I could tell that I had gained new insights into my history as Filipino while being affirmed in my Pinoy identity. I sensed a deeper communion with the ancestors who had simply wished that they be set free so that they could simply live as people with dignity. Since that was not possible with the oppressive colonial masters, they knew the only way to be free was to fight for that freedom and they persisted until their heads were chopped off. I knew that something stirred deep in my soul because of this pilgrimage. Once again, but this time after facing the lead agents – like Nanay Isabel – up close and personal, I am impressed with how the simple, poor people of Mt. Banahaw had prefigured many things we now take for granted in the Catholic Church because of Vatican II in the l960s, the MSPC in the l970s-80s and PCP II in the 1990s.
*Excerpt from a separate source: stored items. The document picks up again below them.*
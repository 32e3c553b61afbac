//! Command-line interface module.
//!
//! This module provides the CLI structure and command handlers for the dreadcast binary.

mod check;
mod commands;
mod narrate;
mod stories;

pub use check::run_check;
pub use commands::{Cli, Commands, OutputFormat};
pub use narrate::run_process;
pub use stories::{run_fetch, run_next, run_status};

use dreadcast::{DreadcastResult, StorageError, StorageErrorKind};
use serde::Serialize;

/// Print a value as pretty JSON on stdout.
fn print_json<T: Serialize>(value: &T) -> DreadcastResult<()> {
    let json = serde_json::to_string_pretty(value)
        .map_err(|e| StorageError::new(StorageErrorKind::Serialization(e.to_string())))?;
    println!("{}", json);
    Ok(())
}
use alloc::{
    collections::BTreeMap,
    string::{String, ToString as _},
};
use parking_lot::Mutex;

use crate::{any::Instance, factory::BoxedFactory, injectable::Setter};

/// Defines one named dependency and how it should be produced.
///
/// A binding is either value-backed (constant, created with its value set) or
/// factory-backed. It holds no resolution logic; resolution semantics live in
/// [`crate::Injector`].
pub struct Binding {
    pub(crate) name: String,
    pub(crate) factory: Option<BoxedFactory>,
    pub(crate) setter: Option<Setter>,
    /// Dependency binding name -> property key on the target instance.
    pub(crate) dependencies: BTreeMap<String, String>,
    /// Constant payload, or the memoized result of a `once` binding.
    pub(crate) value: Mutex<Option<Instance>>,
    pub(crate) once: bool,
}

impl Binding {
    #[must_use]
    pub(crate) fn factory_backed(name: String, factory: BoxedFactory, setter: Option<Setter>) -> Self {
        Self {
            name,
            factory: Some(factory),
            setter,
            dependencies: BTreeMap::new(),
            value: Mutex::new(None),
            once: false,
        }
    }

    #[must_use]
    pub(crate) fn value_backed(name: String, value: Instance) -> Self {
        Self {
            name,
            factory: None,
            setter: None,
            dependencies: BTreeMap::new(),
            value: Mutex::new(Some(value)),
            once: false,
        }
    }

    /// Declares dependencies where binding name and property key are the same.
    ///
    /// Replaces any previously declared dependency map.
    pub fn with_dependencies<I>(&mut self, names: I) -> &mut Self
    where
        I: IntoIterator,
        I::Item: AsRef<str>,
    {
        self.dependencies = names
            .into_iter()
            .map(|name| (name.as_ref().to_string(), name.as_ref().to_string()))
            .collect();
        self
    }

    /// Declares dependencies with explicit binding name -> property key renames.
    ///
    /// Replaces any previously declared dependency map.
    pub fn with_dependency_map<I, N, K>(&mut self, pairs: I) -> &mut Self
    where
        I: IntoIterator<Item = (N, K)>,
        N: Into<String>,
        K: Into<String>,
    {
        self.dependencies = pairs.into_iter().map(|(name, key)| (name.into(), key.into())).collect();
        self
    }

    /// If `true`, the first resolved instance is cached and reused.
    pub fn create_once(&mut self, once: bool) -> &mut Self {
        self.once = once;
        self
    }

    #[inline]
    #[must_use]
    pub fn name(&self) -> &str {
        &self.name
    }

    #[inline]
    #[must_use]
    pub(crate) fn cached(&self) -> Option<Instance> {
        self.value.lock().clone()
    }

    /// Publishes the memoized value. First writer wins, so concurrent
    /// resolutions of the same `once` binding all observe one instance.
    #[must_use]
    pub(crate) fn cache(&self, instance: Instance) -> Instance {
        self.value.lock().get_or_insert(instance).clone()
    }
}

#[cfg(any(feature = "debug", test))]
impl core::fmt::Debug for Binding {
    fn fmt(&self, f: &mut core::fmt::Formatter<'_>) -> core::fmt::Result {
        f.debug_struct("Binding")
            .field("name", &self.name)
            .field("factory", &self.factory.is_some())
            .field("setter", &self.setter.is_some())
            .field("dependencies", &self.dependencies)
            .field("value", &self.value.lock().is_some())
            .field("once", &self.once)
            .finish()
    }
}
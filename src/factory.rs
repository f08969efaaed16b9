use alloc::boxed::Box;

use crate::any::BoxedInstance;

/// Zero-argument producer backing a factory binding.
///
/// Blanket implemented for any `Fn() -> T` closure, so callers pass plain
/// closures (or `T::default`) to [`crate::Injector::bind`].
pub trait Factory: Send + Sync + 'static {
    type Provides: Send + Sync + 'static;

    fn produce(&self) -> Self::Provides;
}

impl<F, Dep> Factory for F
where
    F: Fn() -> Dep + Send + Sync + 'static,
    Dep: Send + Sync + 'static,
{
    type Provides = Dep;

    #[inline]
    fn produce(&self) -> Self::Provides {
        self()
    }
}

pub(crate) type BoxedFactory = Box<dyn Fn() -> BoxedInstance + Send + Sync>;

#[must_use]
pub(crate) fn boxed_factory<F: Factory>(factory: F) -> BoxedFactory {
    Box::new(move || Box::new(factory.produce()) as _)
}
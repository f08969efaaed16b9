use alloc::{boxed::Box, string::String};

use super::inject::InjectErrorKind;

#[derive(thiserror::Error, Debug)]
pub enum ResolveErrorKind {
    #[error("Binding for \"{name}\" not found")]
    NoBinding { name: String },
    #[error("Binding for type {type_name} not found")]
    NoTypeBinding { type_name: &'static str },
    #[error("Binding \"{name}\" has neither a value nor a factory")]
    NoFactory { name: String },
    #[error("Resolution of \"{name}\" depends on itself")]
    CyclicDependency { name: String },
    #[error(transparent)]
    Inject(Box<InjectErrorKind>),
}
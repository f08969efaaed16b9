mod bind;
mod inject;
mod resolve;

pub use bind::BindErrorKind;
pub use inject::InjectErrorKind;
pub use resolve::ResolveErrorKind;
use alloc::sync::Arc;
use core::any::Any;

use crate::any::Instance;

/// Settable-by-string-key capability a binding target opts into.
///
/// Property injection assigns resolved dependencies onto a freshly built
/// instance by property key; a type routes those keys to its own fields here.
/// Returning `false` rejects an unknown key and fails injection with
/// [`crate::InjectErrorKind::NoProperty`].
pub trait Injectable: Send + Sync + 'static {
    fn set(&mut self, key: &str, dependency: Instance) -> bool;
}

/// Downcast-and-set hook captured per concrete type at bind time.
pub(crate) type Setter = Arc<dyn Fn(&mut (dyn Any + Send + Sync), &str, Instance) -> bool + Send + Sync>;

#[must_use]
pub(crate) fn setter_for<T: Injectable>() -> Setter {
    Arc::new(|object, key, dependency| {
        object
            .downcast_mut::<T>()
            .is_some_and(|target| target.set(key, dependency))
    })
}
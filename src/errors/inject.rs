use alloc::{boxed::Box, string::String};

use super::resolve::ResolveErrorKind;

#[derive(thiserror::Error, Debug)]
pub enum InjectErrorKind {
    #[error("No binding found for object of type {type_name}")]
    NoBindingForObject { type_name: &'static str },
    #[error("Binding \"{name}\" declares dependencies, but its target is not injectable")]
    NotInjectable { name: String },
    #[error("Target of binding \"{name}\" has no property \"{key}\"")]
    NoProperty { name: String, key: String },
    #[error(transparent)]
    Resolve(Box<ResolveErrorKind>),
}
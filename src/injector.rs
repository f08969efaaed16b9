use alloc::{
    boxed::Box,
    collections::{btree_map::Entry, BTreeMap},
    string::String,
    sync::Arc,
    vec::Vec,
};
use core::any::{type_name, Any, TypeId};
use tracing::{debug, debug_span, error, warn};

use crate::{
    any::Instance,
    binding::Binding,
    errors::{BindErrorKind, InjectErrorKind, ResolveErrorKind},
    factory::{boxed_factory, Factory},
    injectable::{setter_for, Injectable},
};

/// The registry and resolver owning all [`Binding`]s.
///
/// Registration takes `&mut self` and resolution takes `&self`; the only
/// interior mutability is the per-binding once-cache behind a mutex, so a
/// configured injector can be shared across threads for resolution.
pub struct Injector {
    bindings: BTreeMap<String, Binding>,
    type_to_binding_name: BTreeMap<TypeId, String>,
}

impl Injector {
    #[inline]
    #[must_use]
    pub const fn new() -> Self {
        Self {
            bindings: BTreeMap::new(),
            type_to_binding_name: BTreeMap::new(),
        }
    }

    /// Registers a factory binding.
    ///
    /// Returns the created binding for chaining
    /// [`Binding::with_dependencies`] and [`Binding::create_once`].
    ///
    /// # Errors
    /// [`BindErrorKind::DuplicateBinding`] if `name` is already registered;
    /// the original binding stays intact.
    pub fn bind<F>(&mut self, name: impl Into<String>, factory: F) -> Result<&mut Binding, BindErrorKind>
    where
        F: Factory,
    {
        self.insert(Binding::factory_backed(name.into(), boxed_factory(factory), None))
    }

    /// Registers a type binding: the factory is `T::default` and the type is
    /// recorded for [`Self::resolve_type`] and [`Self::inject`] lookups.
    ///
    /// When the same type is bound under several names, the mapping keeps
    /// only the most recent name.
    ///
    /// # Errors
    /// [`BindErrorKind::DuplicateBinding`] if `name` is already registered;
    /// neither mapping is touched.
    pub fn bind_type<T>(&mut self, name: impl Into<String>) -> Result<&mut Binding, BindErrorKind>
    where
        T: Injectable + Default,
    {
        let name = name.into();
        if self.bindings.contains_key(&name) {
            let err = BindErrorKind::DuplicateBinding { name };
            warn!("{}", err);
            return Err(err);
        }

        self.type_to_binding_name.insert(TypeId::of::<T>(), name.clone());
        self.insert(Binding::factory_backed(name, boxed_factory(T::default), Some(setter_for::<T>())))
    }

    /// Registers a constant binding resolved to `value` on every call.
    ///
    /// Injection never runs for constant bindings.
    ///
    /// # Errors
    /// [`BindErrorKind::DuplicateBinding`] if `name` is already registered.
    pub fn bind_value<T>(&mut self, name: impl Into<String>, value: T) -> Result<(), BindErrorKind>
    where
        T: Send + Sync + 'static,
    {
        self.insert(Binding::value_backed(name.into(), Arc::new(value))).map(|_| ())
    }

    /// Removes a binding by name. No-op when absent.
    ///
    /// Entries in the reverse type mapping pointing at the removed binding
    /// are left stale; [`Self::resolve_type`] then reports the removed name
    /// as missing.
    pub fn unbind(&mut self, name: &str) {
        self.bindings.remove(name);
    }

    #[must_use]
    pub fn has(&self, name: &str) -> bool {
        self.bindings.contains_key(name)
    }

    #[must_use]
    pub fn binding(&self, name: &str) -> Option<&Binding> {
        self.bindings.get(name)
    }

    /// Resolves a binding by name.
    ///
    /// # Errors
    /// [`ResolveErrorKind::NoBinding`] if `name` isn't registered, or any
    /// failure of the resolution algorithm.
    pub fn resolve(&self, name: &str) -> Result<Instance, ResolveErrorKind> {
        self.resolve_named(name, &mut Vec::new())
    }

    /// Resolves a binding by its registered type.
    ///
    /// # Errors
    /// [`ResolveErrorKind::NoTypeBinding`] if the type was never bound, or
    /// any failure of the resolution algorithm.
    pub fn resolve_type<T: 'static>(&self) -> Result<Instance, ResolveErrorKind> {
        let Some(name) = self.type_to_binding_name.get(&TypeId::of::<T>()) else {
            let err = ResolveErrorKind::NoTypeBinding {
                type_name: type_name::<T>(),
            };
            warn!("{}", err);
            return Err(err);
        };
        self.resolve_named(name, &mut Vec::new())
    }

    /// Resolves a binding handle directly.
    ///
    /// # Errors
    /// Any failure of the resolution algorithm.
    pub fn resolve_binding(&self, binding: &Binding) -> Result<Instance, ResolveErrorKind> {
        self.resolve_inner(binding, &mut Vec::new())
    }

    /// Injects dependencies into an already-constructed object, recovering
    /// its binding by type.
    ///
    /// # Errors
    /// [`InjectErrorKind::NoBindingForObject`] if no binding is registered
    /// for `T`, or any injection failure.
    pub fn inject<T>(&self, object: &mut T) -> Result<(), InjectErrorKind>
    where
        T: Send + Sync + 'static,
    {
        let Some(binding) = self.binding_for_type(&TypeId::of::<T>()) else {
            let err = InjectErrorKind::NoBindingForObject {
                type_name: type_name::<T>(),
            };
            warn!("{}", err);
            return Err(err);
        };
        self.inject_inner(object, binding, &mut Vec::new())
    }

    /// Injects dependencies into an object using an explicit binding.
    ///
    /// # Errors
    /// Any injection failure.
    pub fn inject_with(&self, object: &mut (dyn Any + Send + Sync), binding: &Binding) -> Result<(), InjectErrorKind> {
        self.inject_inner(object, binding, &mut Vec::new())
    }
}

impl Injector {
    fn insert(&mut self, binding: Binding) -> Result<&mut Binding, BindErrorKind> {
        match self.bindings.entry(binding.name.clone()) {
            Entry::Occupied(entry) => {
                let err = BindErrorKind::DuplicateBinding { name: entry.key().clone() };
                warn!("{}", err);
                Err(err)
            }
            Entry::Vacant(entry) => {
                debug!(name = entry.key().as_str(), "Bound");
                Ok(entry.insert(binding))
            }
        }
    }

    fn binding_for_type(&self, type_id: &TypeId) -> Option<&Binding> {
        self.bindings.get(self.type_to_binding_name.get(type_id)?)
    }

    fn resolve_named(&self, name: &str, stack: &mut Vec<String>) -> Result<Instance, ResolveErrorKind> {
        let Some(binding) = self.bindings.get(name) else {
            let err = ResolveErrorKind::NoBinding { name: String::from(name) };
            warn!("{}", err);
            return Err(err);
        };
        self.resolve_inner(binding, stack)
    }

    fn resolve_inner(&self, binding: &Binding, stack: &mut Vec<String>) -> Result<Instance, ResolveErrorKind> {
        let span = debug_span!("resolve", binding = binding.name.as_str());
        let _guard = span.enter();

        if let Some(value) = binding.cached() {
            debug!("Found value");
            return Ok(value);
        }

        if stack.iter().any(|name| *name == binding.name) {
            let err = ResolveErrorKind::CyclicDependency { name: binding.name.clone() };
            error!("{}", err);
            return Err(err);
        }

        let Some(factory) = binding.factory.as_ref() else {
            let err = ResolveErrorKind::NoFactory { name: binding.name.clone() };
            error!("{}", err);
            return Err(err);
        };

        let mut object = factory();

        stack.push(binding.name.clone());
        let injected = self.inject_inner(&mut *object, binding, stack);
        stack.pop();
        if let Err(err) = injected {
            return Err(ResolveErrorKind::Inject(Box::new(err)));
        }

        let instance: Instance = Arc::from(object);
        if binding.once {
            debug!("Cached");
            return Ok(binding.cache(instance));
        }

        debug!("Resolved");
        Ok(instance)
    }

    fn inject_inner(
        &self,
        object: &mut (dyn Any + Send + Sync),
        binding: &Binding,
        stack: &mut Vec<String>,
    ) -> Result<(), InjectErrorKind> {
        if binding.dependencies.is_empty() {
            return Ok(());
        }

        let Some(setter) = binding.setter.as_ref() else {
            let err = InjectErrorKind::NotInjectable { name: binding.name.clone() };
            warn!("{}", err);
            return Err(err);
        };

        for (dependency_name, property_key) in &binding.dependencies {
            let dependency = match self.resolve_named(dependency_name, stack) {
                Ok(dependency) => dependency,
                Err(err) => return Err(InjectErrorKind::Resolve(Box::new(err))),
            };

            if !setter(object, property_key, dependency) {
                let err = InjectErrorKind::NoProperty {
                    name: binding.name.clone(),
                    key: property_key.clone(),
                };
                warn!("{}", err);
                return Err(err);
            }

            debug!(property = property_key.as_str(), "Injected");
        }

        Ok(())
    }
}

impl Default for Injector {
    fn default() -> Self {
        Self::new()
    }
}
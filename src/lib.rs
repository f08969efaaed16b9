#![no_std]

extern crate alloc;

pub(crate) mod any;
pub(crate) mod binding;
pub(crate) mod errors;
pub(crate) mod factory;
pub(crate) mod injectable;
pub(crate) mod injector;

pub use any::Instance;
pub use binding::Binding;
pub use errors::{BindErrorKind, InjectErrorKind, ResolveErrorKind};
pub use factory::Factory;
pub use injectable::Injectable;
pub use injector::Injector;
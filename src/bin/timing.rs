use std::error::Error;

use gf2rref::timing::{primitive_timings, rref_timings, TimingConfig};

/// Print the average time per call of every candidate.
///
/// The number of repetitions can be given as the first argument.
fn main() -> Result<(), Box<dyn Error>> {
    let mut config = TimingConfig::default();
    if let Some(reps) = std::env::args().nth(1) {
        config.reps = reps.parse()?;
    }

    for timing in rref_timings(&config)
        .into_iter()
        .chain(primitive_timings(&config))
    {
        println!("{}: {}", timing.name, timing.average.as_secs_f64());
    }
    Ok(())
}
Their churches were always locally-based; they've had BECs long before such ecclesial communities arose in Latin America, especially in Brazil. They've always relied on the important contribution and participation of ordinary members of their pol-eco-religio-cultural associations. Their leaders never made decisions without consulting the members. They've inculturated their liturgies, celebrating the richness of the Tagalog language and their indigenous music the strains of which parallel the flow of streams and evolving symbols whose meanings could produce scholarly dissertations but areeasily understood by even the unlettered. Their theologies were always soteriologically holistic devoid of the binary oppositions of pre-Vatican II, grounded in the aspiration to be liberated from shackles of the colonial rule of an Empire, nature-based and women-centered. While our Church continues to exclude women from priesthood, their women priests have taken the center stage for almost a century already.
So, who are the truly blessed by the God we believe in? (MindaViews is the opinion section of MindaNews. Redemptorist Brother Karl Gaspar of Davao City, former head of the Redemptorist Itinerant Mission Team and author of several books, including “To be poor and obscure,” and “Mystic Wanderers in the Land of Perpetual Departures,” is on a year-long sabbatical).